Chegada ao Site2 devem acionar uma tentativa de Site2 para autenticar o usuário.
Como posso identificar o usuário entrar no Site2 como o mesmo usuário que já visitou Site1 e descobrir que eles já foram autenticados, a fim de que eles não precisam fazer o login em uma segunda vez?
Nota: O SSS tem de ser um sistema privado onde eu controlar a criação da conta. Então, eu tenho medo que eu não pode estar contando com servidores OpenID externos
Update:. Sou incapaz de garantia neste momento que Site1, Site2 e SSS seria dentro do mesmo domínio ... Então eu não faço pensar biscoitos vai cortá-la
Solução
Não descarte OpenID tão rapidamente - como o proprietário do site, cabe a você escolher qual provedor de OpenID (s) que você escolher para apoio. Você pode optar por executar o seu próprio servidor OpenID e apenas confiar nele.
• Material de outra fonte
//! Direct-to-S3 upload job / 直传S3上传任务
//!
//! Three phases:
//! 1. request up to `max_parts_per_batch` signed URLs for a range of parts
//!    (the first response also carries the `uploadKey` of the session)
//! 2. PUT each part's bytes to its URL, in file order
//! 3. finalize with `uploadKey` and the total size
//!
//! Every part except the last must be at least 5 MiB. Parts are numbered
//! from 1. All network calls go through [`retry`]; a 403 on a chunk means
//! the URL expired and a fresh batch is requested from that part on.

use std::path::{Path, PathBuf};
use std::sync::Arc;

use async_trait::async_trait;
use bytes::Bytes;
use tokio::fs::File;
use tokio::io::{AsyncRead, AsyncReadExt};

use super::types::*;
use crate::config::UploadSettings;
use crate::error::{ErrorKind, OssError, Result};
use crate::retry::retry;
use crate::utils::{format_size, redact_url};

/// Progress callback: (uploaded bytes, total bytes) / 进度回调
pub type ProgressCallback = Arc<dyn Fn(u64, u64) + Send + Sync>;

/// Network operations the upload job depends on / 上传任务依赖的网络操作
#[async_trait]
pub trait UploadBackend: Send + Sync {
    /// Request a batch of signed upload URLs / 获取一批签名上传URL
    async fn signed_upload_urls(
        &self,
        target: &ObjectTarget,
        request: &SignedUrlRequest,
    ) -> Result<SignedUploadUrls>;

    /// PUT one chunk to a signed URL / 上传单个分片
    async fn upload_chunk(&self, url: &str, chunk: Bytes) -> Result<()>;

    /// Finalize the object / 完成上传
    async fn complete_upload(
        &self,
        target: &ObjectTarget,
        request: &CompleteUploadRequest,
    ) -> Result<UploadResult>;
}

/// Part range of one batch / 单批分片范围
#[derive(Debug, Clone, Copy, PartialEq, Eq)]
pub struct PartPlan {
    /// 1-based
    pub first_part: u32,
    pub parts: u32,
}

impl PartPlan {
    pub fn last_part(&self) -> u32 {
        self.first_part + self.parts.saturating_sub(1)
    }
}

/// `floor(file_size / chunk_size) + 1`, never 0
pub fn total_parts(file_size: u64, chunk_size: u64) -> u32 {
    (file_size / chunk_size.max(1) + 1) as u32
}

/// `floor(total_parts / max_parts) + 1`
///
/// When `total_parts` is a multiple of `max_parts` the last batch is empty.
pub fn number_of_batches(total_parts: u32, max_parts: u32) -> u32 {
    total_parts / max_parts.max(1) + 1
}

/// Parts of batch `index` / 计算第 index 批的分片
///
/// Say max_parts = 25:
/// - total 20: batch 0 = parts 1..=20
/// - total 30: batch 0 = parts 1..=25, batch 1 = parts 26..=30
/// - total 50: batch 0 = 1..=25, batch 1 = 26..=50, batch 2 is empty
pub fn plan_batch(index: u32, total_parts: u32, max_parts: u32) -> PartPlan {
    let allocated = index * max_parts;
    PartPlan {
        first_part: allocated + 1,
        parts: max_parts.min(total_parts.saturating_sub(allocated)),
    }
}

/// Buffer to reserve for the next part: never more than what is left of the file
fn chunk_capacity(chunk_size: u64, remaining: u64) -> usize {
    chunk_size.min(remaining) as usize
}

/// Read the next part from the shared cursor; shorter than `chunk_size` only at EOF
async fn read_chunk<R: AsyncRead + Unpin>(reader: &mut R, chunk_size: u64, remaining: u64) -> Result<Bytes> {
    let mut buf = Vec::with_capacity(chunk_capacity(chunk_size, remaining));
    (&mut *reader).take(chunk_size).read_to_end(&mut buf).await?;
    Ok(Bytes::from(buf))
}

/// One file-to-object upload / 单个文件上传任务
///
/// Owned by a single `upload_file` call and dropped afterwards; nothing is
/// persisted, an interrupted upload cannot be resumed.
pub struct UploadJob {
    source: PathBuf,
    target: ObjectTarget,
    file_size: u64,
    total_parts: u32,
    number_of_batches: u32,
    /// Session token, fixed by the first signed-URL response
    upload_key: String,
    settings: UploadSettings,
    uploaded_bytes: u64,
    progress: Option<ProgressCallback>,
}

impl UploadJob {
    /// Stat the file and compute the part plan / 读取文件大小并计算分片
    pub async fn new(
        source: impl AsRef<Path>,
        target: ObjectTarget,
        settings: UploadSettings,
    ) -> Result<Self> {
        settings.validate()?;

        let source = source.as_ref().to_path_buf();
        let metadata = tokio::fs::metadata(&source)
            .await
            .map_err(|e| OssError::Read(e).context(format!("reading metadata of {:?}", source)))?;
        if !metadata.is_file() {
            let e = std::io::Error::new(std::io::ErrorKind::InvalidInput, "not a regular file");
            return Err(OssError::Read(e).context(format!("{:?}", source)));
        }

        Ok(Self::plan(source, target, metadata.len(), settings))
    }

    fn plan(source: PathBuf, target: ObjectTarget, file_size: u64, settings: UploadSettings) -> Self {
        let total_parts = total_parts(file_size, settings.chunk_size);
        let number_of_batches = number_of_batches(total_parts, settings.max_parts_per_batch);
        Self {
            source,
            target,
            file_size,
            total_parts,
            number_of_batches,
            upload_key: String::new(),
            settings,
            uploaded_bytes: 0,
            progress: None,
        }
    }

    pub fn with_progress(mut self, progress: ProgressCallback) -> Self {
        self.progress = Some(progress);
        self
    }

    pub fn file_size(&self) -> u64 {
        self.file_size
    }

    pub fn total_parts(&self) -> u32 {
        self.total_parts
    }

    pub fn number_of_batches(&self) -> u32 {
        self.number_of_batches
    }

    /// Empty until the first batch of URLs arrived
    pub fn upload_key(&self) -> &str {
        &self.upload_key
    }

    /// Run the whole upload / 执行上传
    pub async fn upload_file(&mut self, backend: &dyn UploadBackend) -> Result<UploadResult> {
        let mut file = File::open(&self.source)
            .await
            .map_err(|e| OssError::Read(e).context(format!("opening {:?}", self.source)))?;
        self.run(backend, &mut file).await
    }

    async fn run<R: AsyncRead + Unpin>(
        &mut self,
        backend: &dyn UploadBackend,
        reader: &mut R,
    ) -> Result<UploadResult> {
        tracing::info!(
            "Uploading {:?} ({}) to {}/{}: {} parts in {} batches",
            self.source,
            format_size(self.file_size),
            self.target.bucket_key,
            self.target.object_key,
            self.total_parts,
            self.number_of_batches
        );

        for index in 0..self.number_of_batches {
            let plan = plan_batch(index, self.total_parts, self.settings.max_parts_per_batch);
            if plan.parts == 0 {
                tracing::debug!("Batch {} has no parts left, skipping", index);
                continue;
            }
            self.upload_batch(backend, reader, plan).await?;
        }

        self.finalize(backend).await
    }

    /// Request signed URLs for `plan` / 为一批分片获取签名URL
    async fn request_urls(&mut self, backend: &dyn UploadBackend, plan: PartPlan) -> Result<Vec<String>> {
        let request = SignedUrlRequest {
            upload_key: (!self.upload_key.is_empty()).then(|| self.upload_key.clone()),
            first_part: plan.first_part,
            parts: plan.parts,
            minutes_expiration: self.settings.minutes_expiration,
        };
        let context = format!("signed URLs for parts {}-{}", plan.first_part, plan.last_part());
        let policy = self.settings.retry;
        let target = &self.target;

        let batch = retry(&policy, &context, || backend.signed_upload_urls(target, &request)).await?;

        if self.upload_key.is_empty() {
            if batch.upload_key.is_empty() {
                return Err(OssError::Decode("response has no uploadKey".to_string()).context(context));
            }
            self.upload_key = batch.upload_key;
            tracing::debug!("Upload session started for {}", self.target.object_key);
        } else if batch.upload_key != self.upload_key {
            tracing::warn!("{}: server returned a different uploadKey, keeping the first one", context);
        }

        if batch.urls.len() < plan.parts as usize {
            let e = OssError::Decode(format!(
                "expected {} URLs, got {}",
                plan.parts,
                batch.urls.len()
            ));
            return Err(e.context(context));
        }

        let mut urls = batch.urls;
        urls.truncate(plan.parts as usize);
        Ok(urls)
    }

    async fn upload_batch<R: AsyncRead + Unpin>(
        &mut self,
        backend: &dyn UploadBackend,
        reader: &mut R,
        plan: PartPlan,
    ) -> Result<()> {
        tracing::info!("Uploading parts {}-{} of {}", plan.first_part, plan.last_part(), self.total_parts);

        let last_part = plan.last_part();
        let mut urls = self.request_urls(backend, plan).await?;
        // part number of urls[0]
        let mut urls_first = plan.first_part;
        let mut refreshes = 0;
        let policy = self.settings.retry;

        for part in plan.first_part..=last_part {
            let remaining = self.file_size.saturating_sub(self.uploaded_bytes);
            let chunk = read_chunk(reader, self.settings.chunk_size, remaining)
                .await
                .map_err(|e| e.context(format!("reading part {} of {:?}", part, self.source)))?;
            if chunk.is_empty() {
                // EOF: size was an exact multiple of the chunk size
                tracing::debug!("Part {} is empty, nothing to upload", part);
                continue;
            }
            let len = chunk.len() as u64;

            loop {
                let url = &urls[(part - urls_first) as usize];
                let context = format!("chunk upload of part {} to {}", part, redact_url(url));

                let outcome = retry(&policy, &context, || backend.upload_chunk(url, chunk.clone())).await;
                match outcome {
                    Ok(()) => break,
                    Err(e) if e.kind() == ErrorKind::UrlExpired && refreshes < self.settings.max_url_refreshes => {
                        refreshes += 1;
                        tracing::warn!(
                            "{} (refresh {}/{}), requesting new URLs for parts {}-{}",
                            e, refreshes, self.settings.max_url_refreshes, part, last_part
                        );
                        let fresh = PartPlan { first_part: part, parts: last_part - part + 1 };
                        urls = self.request_urls(backend, fresh).await?;
                        urls_first = part;
                    }
                    Err(e) => return Err(e),
                }
            }

            self.uploaded_bytes += len;
            tracing::debug!("Part {}/{} done, {}/{} bytes", part, self.total_parts, self.uploaded_bytes, self.file_size);
            if let Some(ref cb) = self.progress {
                cb(self.uploaded_bytes, self.file_size);
            }
        }

        Ok(())
    }

    /// Finalize and check the size reported back / 完成上传并校验大小
    async fn finalize(&self, backend: &dyn UploadBackend) -> Result<UploadResult> {
        if self.uploaded_bytes != self.file_size {
            // 上传期间文件被修改 / file changed while uploading
            let e = OssError::SizeMismatch { expected: self.file_size, actual: self.uploaded_bytes };
            return Err(e.context(format!("reading {:?}", self.source)));
        }

        let request = CompleteUploadRequest {
            upload_key: self.upload_key.clone(),
            size: self.file_size,
        };
        let policy = self.settings.retry;
        let target = &self.target;

        let result = retry(&policy, "finalize", || backend.complete_upload(target, &request)).await?;

        if result.size != self.file_size {
            let e = OssError::SizeMismatch { expected: self.file_size, actual: result.size };
            return Err(e.context("finalize"));
        }

        tracing::info!("Upload of {} complete, {} bytes", self.target.object_key, result.size);
        Ok(result)
    }
}
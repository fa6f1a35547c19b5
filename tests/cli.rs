// cli.rs

use std::path::{Path, PathBuf};
use std::process::{Command, Output};

use tempfile::TempDir;

const EXIT_FUZZY_FALLBACK: i32 = 2;
const EXIT_CACHE_LOCATION: i32 = 3;

struct Sandbox {
    dir: TempDir,
}

impl Sandbox {
    fn new() -> Self {
        Self {
            dir: tempfile::tempdir().unwrap(),
        }
    }

    fn cache(&self) -> PathBuf {
        self.dir.path().join(".active.txt")
    }

    fn mkdir(&self, name: &str) -> String {
        let path = self.dir.path().join(name);
        std::fs::create_dir(&path).unwrap();
        path.display().to_string()
    }

    fn run(&self, args: &[&str]) -> Output {
        Command::new(env!("CARGO_BIN_EXE_active"))
            .args(args)
            .env("ACTIVE_CACHE", self.cache())
            .env_remove("ACTIVE_LOG")
            .output()
            .unwrap()
    }
}

fn stdout(output: &Output) -> String {
    String::from_utf8(output.stdout.clone()).unwrap()
}

#[test]
fn record_then_lookup() {
    let sandbox = Sandbox::new();
    let a = sandbox.mkdir("a");
    let b = sandbox.mkdir("b");

    for path in [&a, &b, &a] {
        let output = sandbox.run(&[path.as_str()]);
        assert!(output.status.success());
        assert_eq!(stdout(&output), format!("{path}\n"));
    }

    assert_eq!(stdout(&sandbox.run(&[])), format!("{a}\n"));
    assert_eq!(stdout(&sandbox.run(&["-p", "1"])), format!("{b}\n"));
    assert_eq!(stdout(&sandbox.run(&["-1"])), format!("{b}\n"));
    // Clamp to oldest.
    assert_eq!(stdout(&sandbox.run(&["--previous=50"])), format!("{a}\n"));
}

#[test]
fn list_mode_pads_indices() {
    let sandbox = Sandbox::new();
    std::fs::write(sandbox.cache(), "/1\n/2\n\n/3\n/4\n/5\n").unwrap();

    let output = sandbox.run(&["-l"]);
    assert!(output.status.success());
    assert_eq!(stdout(&output), "00: /5\n01: /4\n02: /3\n03: /2\n04: /1\n");

    let output = sandbox.run(&["--list=2"]);
    assert_eq!(stdout(&output), "0: /5\n1: /4\n");

    // A bare `-l` never swallows the following path.
    let output = sandbox.run(&["-l", "/some/dir"]);
    assert!(output.status.success());
    assert_eq!(stdout(&output), "00: /5\n01: /4\n02: /3\n03: /2\n04: /1\n");
}

#[test]
fn missing_path_shows_fuzzy_list() {
    let sandbox = Sandbox::new();
    let a = sandbox.mkdir("a");
    let b = sandbox.mkdir("b");
    for path in [&a, &b, &a] {
        sandbox.run(&[path.as_str()]);
    }

    let missing = sandbox.dir.path().join("gone").display().to_string();
    let output = sandbox.run(&[missing.as_str()]);
    assert_eq!(output.status.code(), Some(EXIT_FUZZY_FALLBACK));
    assert_eq!(stdout(&output), format!("0: {a}\n1: {b}\n"));
}

#[test]
fn cache_path_mode_prints_location() {
    let sandbox = Sandbox::new();
    let output = sandbox.run(&["--cache-path"]);
    assert_eq!(output.status.code(), Some(EXIT_CACHE_LOCATION));
    assert_eq!(stdout(&output).trim_end(), sandbox.cache().display().to_string());
    assert!(!Path::new(&sandbox.cache()).exists());
}

#[test]
fn too_many_arguments_is_fatal() {
    let sandbox = Sandbox::new();
    let output = sandbox.run(&["/a", "/b"]);
    assert_eq!(output.status.code(), Some(1));
    let stderr = String::from_utf8(output.stderr).unwrap();
    assert!(stderr.contains("Too many arguments: 2"));
}

#[test]
fn unwritable_cache_is_fatal() {
    let sandbox = Sandbox::new();
    let output = Command::new(env!("CARGO_BIN_EXE_active"))
        .env("ACTIVE_CACHE", sandbox.dir.path().join("no").join("cache.txt"))
        .output()
        .unwrap();
    assert_eq!(output.status.code(), Some(1));
    let stderr = String::from_utf8(output.stderr).unwrap();
    assert!(stderr.contains("Failed to get or create cache"));
}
Além disso, lembre-se que OpenID é um sistema para autenticação. - Como usuário X prova que eles são quem eles dizem que são
Aqui na StackOverflow, eles criam automaticamente as contas quando alguém usa um OpenID para fazer logon - mas você não tem que fazer isso. Você pode ter controle total sobre a criação da conta, com um OpenID associado a cada conta.
Lembre-se também, que (geralmente) qualquer software que você não tem que escrever e manter é uma coisa boa.
Outras dicas
Faça-o da mesma forma todo mundo faz isso, passar em torno de fichas DB-geradas entre os sites com GET ou POST, em seguida, validar essas fichas de volta para um serviço web que fala com o DB diretamente.
Assim o usuário quer no sítio 1 (www.domain1.com). Site 1 cheques de login de domínio local sessão / biscoito, não consegue encontrar nenhum, redireciona o usuário http: / /logindomain.com/?return=www.domain1.com . Se existe um cookie logindomain mais cedo (a partir de sign-ins para sites afiliados), enviá-lo de volta para o site 1. Se não, fazer o que auth utilizador que pretende (cheques Kerberos, formulários auth, openID, etc.) para gerar um token único. Loja que no cookie para logindomain, e redirecioná-los de volta para onde quer "retorno" apontou para, com seu token anexado: http://www.domain1.com/?token=123456 . Uma vez que valida domínio1 o token contra um serviço web (ou o DB sinal diretamente), ele pode definir a sua própria sessão de login local / cookie com as credenciais do usuário.
Então agora você está no local 2 (www.domain2.com) e ir para entrar Você redirecionado para logindomain novamente com o retorno var set, mas ele não pedir-lhe a senha neste momento.? - ele já tem o seu símbolo em seu cookie de SSO. Você começa imediatamente redirecionado para: http://www.domain2.com/?token=123456 (mesma forma como site1 usado). Domain2 valida o token novamente, e deixa-o com nenhuma verificação de senha.
Ele fica um pouco mais complicado se você está mudando o URL de login na mosca ou tentando fazer um AD híbrido / Formulários Auth monstro como I foi encarregado de construir, mas este parece funcionar bem e partidas exatamente (a uma alto nível) que IBM e MS docs dizem que seus sistemas de SSO proprietários fazer.
Você pode tentar usar um servidor de estado de sessão compartilhada.
Você pode usar cookies para armazenar e criar tíquetes de autenticação para os usuários. Nós fizemos isso várias vezes e tem funcionado muito bem.